Ecco quindi che la tutela ambientale si traduce, oltre che in dovere, anche in diritto. Un diritto alla salute. L’Osservatorio Vittime del Dovere ed il suo presidente, l’avv. Ezio Bonanni, credono fermamente in questi principi. Per questo hanno creato questo giornale, organo informativo dell’associazione a disposizione di tutti. L’Osservatorio offre consulenza gratuita sui temi della salute attraverso il suo team di volontari.
Plastica nel Mediterraneo: la piaga dell’usa e getta
Com’è la situazione nel Mar Mediterraneo? Alle porte di casa nostra la situazione è di 570 mila tonnellate di plastica in mare ogni anno, con 134 specie animali come vittime dirette di questo inquinamento.

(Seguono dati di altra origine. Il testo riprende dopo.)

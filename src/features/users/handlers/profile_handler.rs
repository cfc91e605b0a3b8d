use crate::core::error::{AppError, Result};
use crate::core::extractor::AppJson;
use crate::features::users::dtos::{UpdateProfileDto, UserDto};
use crate::features::users::models::User;
use crate::features::users::services::UserService;
use crate::shared::types::ApiResponse;
use axum::{extract::State, Json};
use std::sync::Arc;
use validator::Validate;

#[utoipa::path(
    get,
    path = "/api/users/me",
    responses(
        (status = 200, description = "Profile retrieved successfully", body = ApiResponse<UserDto>),
        (status = 401, description = "Unauthorized")
    ),
    tag = "users",
    security(
        ("bearer_auth" = [])
    )
)]
pub async fn get_profile(user: User) -> Json<ApiResponse<UserDto>> {
    Json(ApiResponse::success(Some(user.into()), None, None))
}

#[utoipa::path(
    patch,
    path = "/api/users/me",
    request_body = UpdateProfileDto,
    responses(
        (status = 200, description = "Profile updated successfully", body = ApiResponse<UserDto>),
        (status = 400, description = "Validation error"),
        (status = 401, description = "Unauthorized")
    ),
    tag = "users",
    security(
        ("bearer_auth" = [])
    )
)]
pub async fn update_profile(
    user: User,
    State(service): State<Arc<UserService>>,
    AppJson(dto): AppJson<UpdateProfileDto>,
) -> Result<Json<ApiResponse<UserDto>>> {
    dto.validate()
        .map_err(|e| AppError::Validation(e.to_string()))?;

    let updated = service.update_affiliation(&user.uid, dto.into()).await?;
    Ok(Json(ApiResponse::success(
        Some(updated.into()),
        Some("Profile updated successfully".to_string()),
        None,
    )))
}
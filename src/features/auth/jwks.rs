use jsonwebtoken::DecodingKey;
use serde::Deserialize;
use std::collections::HashMap;
use std::time::{Duration, Instant};
use tokio::sync::RwLock;

#[derive(Debug, Clone, Deserialize)]
struct KeySet {
    keys: Vec<Jwk>,
}

/// Published signing key. Only RSA keys carry `n`/`e`; others are skipped.
#[derive(Debug, Clone, Deserialize)]
struct Jwk {
    kid: String,
    kty: String,
    #[serde(default)]
    n: Option<String>,
    #[serde(default)]
    e: Option<String>,
}

struct CachedKeys {
    keys: HashMap<String, DecodingKey>,
    fetched_at: Instant,
}

impl CachedKeys {
    fn fresh_key(&self, kid: &str, ttl: Duration) -> Option<DecodingKey> {
        if self.fetched_at.elapsed() >= ttl {
            return None;
        }
        self.keys.get(kid).cloned()
    }
}

/// Fetches and caches the issuer's JWKS, refetching on expiry or unknown `kid`
pub struct JwksClient {
    jwks_url: String,
    client: reqwest::Client,
    cache: RwLock<Option<CachedKeys>>,
    cache_ttl: Duration,
}

impl JwksClient {
    pub fn new(jwks_url: &str, cache_ttl: Duration) -> Self {
        Self {
            jwks_url: jwks_url.to_string(),
            client: reqwest::Client::new(),
            cache: RwLock::new(None),
            cache_ttl,
        }
    }

    pub async fn get_key(&self, kid: &str) -> Result<DecodingKey, JwksError> {
        if let Some(key) = self
            .cache
            .read()
            .await
            .as_ref()
            .and_then(|cached| cached.fresh_key(kid, self.cache_ttl))
        {
            return Ok(key);
        }

        let keys = self.fetch_keys().await?;
        let key = keys.get(kid).cloned();

        *self.cache.write().await = Some(CachedKeys {
            keys,
            fetched_at: Instant::now(),
        });

        key.ok_or_else(|| JwksError::KeyNotFound(kid.to_string()))
    }

    async fn fetch_keys(&self) -> Result<HashMap<String, DecodingKey>, JwksError> {
        tracing::debug!("Refreshing JWKS from {}", self.jwks_url);

        let response = self
            .client
            .get(&self.jwks_url)
            .send()
            .await
            .map_err(|e| JwksError::FetchError(e.to_string()))?;

        if !response.status().is_success() {
            return Err(JwksError::FetchError(format!(
                "Failed to fetch JWKS: HTTP {}",
                response.status()
            )));
        }

        let key_set: KeySet = response
            .json()
            .await
            .map_err(|e| JwksError::ParseError(e.to_string()))?;

        decode_key_set(key_set)
    }
}

fn decode_key_set(key_set: KeySet) -> Result<HashMap<String, DecodingKey>, JwksError> {
    let mut keys = HashMap::new();

    for jwk in key_set.keys {
        let (Some(n), Some(e)) = (jwk.n.as_deref(), jwk.e.as_deref()) else {
            continue;
        };
        if jwk.kty != "RSA" {
            continue;
        }

        let decoding_key = DecodingKey::from_rsa_components(n, e)
            .map_err(|err| JwksError::KeyConversionError(err.to_string()))?;
        keys.insert(jwk.kid, decoding_key);
    }

    Ok(keys)
}

#[derive(Debug, thiserror::Error)]
pub enum JwksError {
    #[error("Failed to fetch JWKS: {0}")]
    FetchError(String),

    #[error("Failed to parse JWKS: {0}")]
    ParseError(String),

    #[error("Key not found: {0}")]
    KeyNotFound(String),

    #[error("Failed to convert key: {0}")]
    KeyConversionError(String),
}

#[cfg(test)]
mod tests {
    use super::*;

    #[test]
    fn test_decode_key_set_skips_non_rsa_keys() {
        let key_set: KeySet = serde_json::from_value(serde_json::json!({
            "keys": [
                { "kid": "ec-1", "kty": "EC", "crv": "P-256", "x": "abc", "y": "def" },
                { "kid": "rsa-1", "kty": "RSA", "n": "sXchDaQebHnPiGvyDOAT4saGEUetSyo9MKLOoWFsueri23bOdgWp4Dy1WlUzewbgBHod5pcM9H95GQRV3JDXboIRROSBigeC5yjU1hGzHHyXss8UDprecbAYxknTcQkhslANGRUZmdTOQ5qTRsLAt6BTYuyvVRdhS8exSZEy_c4gs_7svlJJQ4H9_NxsiIoLwAEk7-Q3UXERGYw_75IDrGA84-lA_-Ct4eTlXHBIY2EaV7t7LjJaynVJCpkv4LKjTTAumiGUIuQhrNhZLuF_RJLqHpM2kgWFLU7-VTdL1VbC2tejvcI2BlMkEpk1BzBZI0KQB0GaDWFLN-aEAw3vRw", "e": "AQAB" }
            ]
        }))
        .unwrap();

        let keys = decode_key_set(key_set).unwrap();
        assert_eq!(keys.len(), 1);
        assert!(keys.contains_key("rsa-1"));
    }

    #[test]
    fn test_cached_keys_expire() {
        let cached = CachedKeys {
            keys: HashMap::from([("k".to_string(), DecodingKey::from_secret(b"secret"))]),
            fetched_at: Instant::now(),
        };

        assert!(cached.fresh_key("k", Duration::from_secs(60)).is_some());
        assert!(cached.fresh_key("missing", Duration::from_secs(60)).is_none());
        assert!(cached.fresh_key("k", Duration::ZERO).is_none());
    }
}
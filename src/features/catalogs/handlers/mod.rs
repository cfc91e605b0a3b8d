mod catalog_handler;

pub use catalog_handler::*;
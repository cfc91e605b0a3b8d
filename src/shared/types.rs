use serde::{Deserialize, Serialize};
use utoipa::ToSchema;

#[derive(Debug, Serialize, Deserialize, ToSchema)]
pub struct ApiResponse<T> {
    pub success: bool,
    pub data: Option<T>,
    pub message: Option<String>,
    pub meta: Option<Meta>,
    pub errors: Option<Vec<String>>,
}

#[derive(Debug, Serialize, Deserialize, ToSchema)]
pub struct Meta {
    pub total: i64,
}

impl Meta {
    pub fn total(total: usize) -> Self {
        Self {
            total: total as i64,
        }
    }
}

impl<T> ApiResponse<T> {
    pub fn success(data: Option<T>, message: Option<String>, meta: Option<Meta>) -> Self {
        Self {
            success: true,
            data,
            message,
            meta,
            errors: None,
        }
    }

    pub fn error(message: Option<String>, errors: Option<Vec<String>>) -> ApiResponse<()> {
        ApiResponse {
            success: false,
            data: None,
            message,
            meta: None,
            errors,
        }
    }
}

impl<T> ApiResponse<Vec<T>> {
    /// List response with `meta.total` set to the number of items
    pub fn list(items: Vec<T>) -> Self {
        let meta = Meta::total(items.len());
        Self::success(Some(items), None, Some(meta))
    }
}
use serde::Deserialize;
use utoipa::ToSchema;

use crate::features::users::models::UserRole;

pub use crate::features::catalogs::dtos::{AddCatalogValueDto, AddSubjectDto, CatalogAddResultDto};
pub use crate::features::resources::dtos::{AdminResourceDto, ReviewResourceDto};
pub use crate::features::users::dtos::UserDto;

#[derive(Debug, Clone, Deserialize, ToSchema)]
pub struct SetRoleDto {
    pub role: UserRole,
}
mod admin_dtos;

pub use admin_dtos::*;
pub mod admin;
pub mod auth;
pub mod catalogs;
pub mod resources;
pub mod users;

#[cfg(test)]
mod api_tests;

use axum::Router;
use std::sync::Arc;

use crate::features::admin::AdminService;
use crate::features::catalogs::CatalogService;
use crate::features::resources::services::{
    AssistantService, LifecycleService, ResourceQueryService,
};
use crate::features::resources::ResourceState;
use crate::features::users::UserService;

/// Service graph shared by every route
#[derive(Clone)]
pub struct AppServices {
    pub lifecycle: Arc<LifecycleService>,
    pub queries: Arc<ResourceQueryService>,
    pub assistant: Arc<AssistantService>,
    pub users: Arc<UserService>,
    pub catalogs: Arc<CatalogService>,
    pub admin: Arc<AdminService>,
}

impl AppServices {
    fn resource_state(&self) -> ResourceState {
        ResourceState {
            lifecycle: Arc::clone(&self.lifecycle),
            queries: Arc::clone(&self.queries),
            assistant: Arc::clone(&self.assistant),
        }
    }
}

/// Routes served without a token
pub fn public_routes(services: &AppServices) -> Router {
    Router::new()
        .merge(resources::routes::public_routes(services.resource_state()))
        .merge(catalogs::routes::routes(Arc::clone(&services.catalogs)))
}

/// Routes that read the directory user from request extensions. The caller
/// layers token validation and user resolution on top.
pub fn protected_routes(services: &AppServices) -> Router {
    Router::new()
        .merge(resources::routes::protected_routes(services.resource_state()))
        .merge(users::routes::routes(Arc::clone(&services.users)))
        .nest(
            "/api/admin",
            admin::routes::routes(Arc::clone(&services.admin)),
        )
}
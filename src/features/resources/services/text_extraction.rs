//! Turns stored file bytes into the text that enrichment and Q&A work from.
//!
//! Only text formats are decoded; other formats get a descriptive placeholder
//! so approved resources never carry empty content.

use crate::features::resources::models::mime_essence;

const PDF: &str = "application/pdf";

/// Extracts text from a stored file
pub fn extract_text(file_name: &str, content_type: &str, bytes: &[u8]) -> String {
    let mime = mime_essence(content_type);

    if mime == PDF {
        return format!(
            "[Text from PDF: {}] - This is a placeholder. Full text extraction requires a dedicated PDF parser.",
            file_name
        );
    }

    if mime.starts_with("image/") {
        return format!("[Image file: {}] - No text content available.", file_name);
    }

    if mime.starts_with("text/") {
        let text = String::from_utf8_lossy(bytes);
        let text = text.trim();
        if !text.is_empty() {
            return text.to_string();
        }
        return format!("[Empty text file: {}] - No text content available.", file_name);
    }

    format!(
        "[File: {} ({})] - Text extraction is not supported for this format.",
        file_name, mime
    )
}
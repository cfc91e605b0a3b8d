use async_trait::async_trait;
use sqlx::PgPool;

use super::UserStore;
use crate::core::error::{AppError, Result};
use crate::features::users::models::{ProfileUpdate, User, UserRole};

const USER_COLUMNS: &str =
    "uid, name, email, role, university, department, created_at, updated_at";

pub struct PgUserStore {
    pool: PgPool,
}

impl PgUserStore {
    pub fn new(pool: PgPool) -> Self {
        Self { pool }
    }
}

#[async_trait]
impl UserStore for PgUserStore {
    async fn get(&self, uid: &str) -> Result<Option<User>> {
        let sql = format!("SELECT {} FROM users WHERE uid = $1", USER_COLUMNS);

        sqlx::query_as::<_, User>(&sql)
            .bind(uid)
            .fetch_optional(&self.pool)
            .await
            .map_err(|e| {
                tracing::error!("Failed to get user {}: {:?}", uid, e);
                AppError::from(e)
            })
    }

    async fn insert_if_absent(&self, user: &User) -> Result<User> {
        let sql = format!(
            r#"
            INSERT INTO users (uid, name, email, role, university, department, created_at, updated_at)
            VALUES ($1, $2, $3, $4, $5, $6, $7, $8)
            ON CONFLICT (uid) DO NOTHING
            RETURNING {}
            "#,
            USER_COLUMNS
        );

        let inserted = sqlx::query_as::<_, User>(&sql)
            .bind(&user.uid)
            .bind(&user.name)
            .bind(&user.email)
            .bind(user.role)
            .bind(&user.university)
            .bind(&user.department)
            .bind(user.created_at)
            .bind(user.updated_at)
            .fetch_optional(&self.pool)
            .await
            .map_err(|e| {
                tracing::error!("Failed to insert user {}: {:?}", user.uid, e);
                AppError::from(e)
            })?;

        match inserted {
            Some(row) => Ok(row),
            // Lost the race against a concurrent first request
            None => self.get(&user.uid).await?.ok_or_else(|| {
                AppError::Internal(format!("User {} vanished after insert conflict", user.uid))
            }),
        }
    }

    async fn update_profile(&self, uid: &str, update: &ProfileUpdate) -> Result<Option<User>> {
        let sql = format!(
            r#"
            UPDATE users
            SET name = COALESCE($2, name),
                university = COALESCE($3, university),
                department = COALESCE($4, department),
                updated_at = NOW()
            WHERE uid = $1
            RETURNING {}
            "#,
            USER_COLUMNS
        );

        sqlx::query_as::<_, User>(&sql)
            .bind(uid)
            .bind(&update.name)
            .bind(&update.university)
            .bind(&update.department)
            .fetch_optional(&self.pool)
            .await
            .map_err(|e| {
                tracing::error!("Failed to update profile of {}: {:?}", uid, e);
                AppError::from(e)
            })
    }

    async fn set_role(&self, uid: &str, role: UserRole) -> Result<Option<User>> {
        let sql = format!(
            "UPDATE users SET role = $2, updated_at = NOW() WHERE uid = $1 RETURNING {}",
            USER_COLUMNS
        );

        sqlx::query_as::<_, User>(&sql)
            .bind(uid)
            .bind(role)
            .fetch_optional(&self.pool)
            .await
            .map_err(|e| {
                tracing::error!("Failed to set role of {}: {:?}", uid, e);
                AppError::from(e)
            })
    }
}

E dal mare i rifiuti arrivano direttamente sulle spiagge, oppure restano depositati dopo il passaggio dell’uomo. Ogni anno sul litorale italiano vengono recuperate tonnellate di rifiuti. Questo grazie alle iniziative dei volontari e dei cittadini che si impegnano a mantenere pulito l’ambiente dopo averlo frequentato.
Per fare un esempio, Beach Litter è il nome della campagna che annualmente Legambiente promuove per censire i rifiuti in angoli di litorale e sensibilizzare i cittadini. Nell’indagine 2022 la plastica usa e getta è stato il genere di rifiuto più rappresentato (ben il 46%); ben più alto il numero di rifiuti in plastica genericamente intesa: l’86% di 44.882 rifiuti censiti, con tappi e anelli delle bottiglie, cotton fioc, cannucce, contenitori per alimenti, persino agitatori per cocktail. Il risultato è stato di una media di 8 rifiuti ad ogni passo.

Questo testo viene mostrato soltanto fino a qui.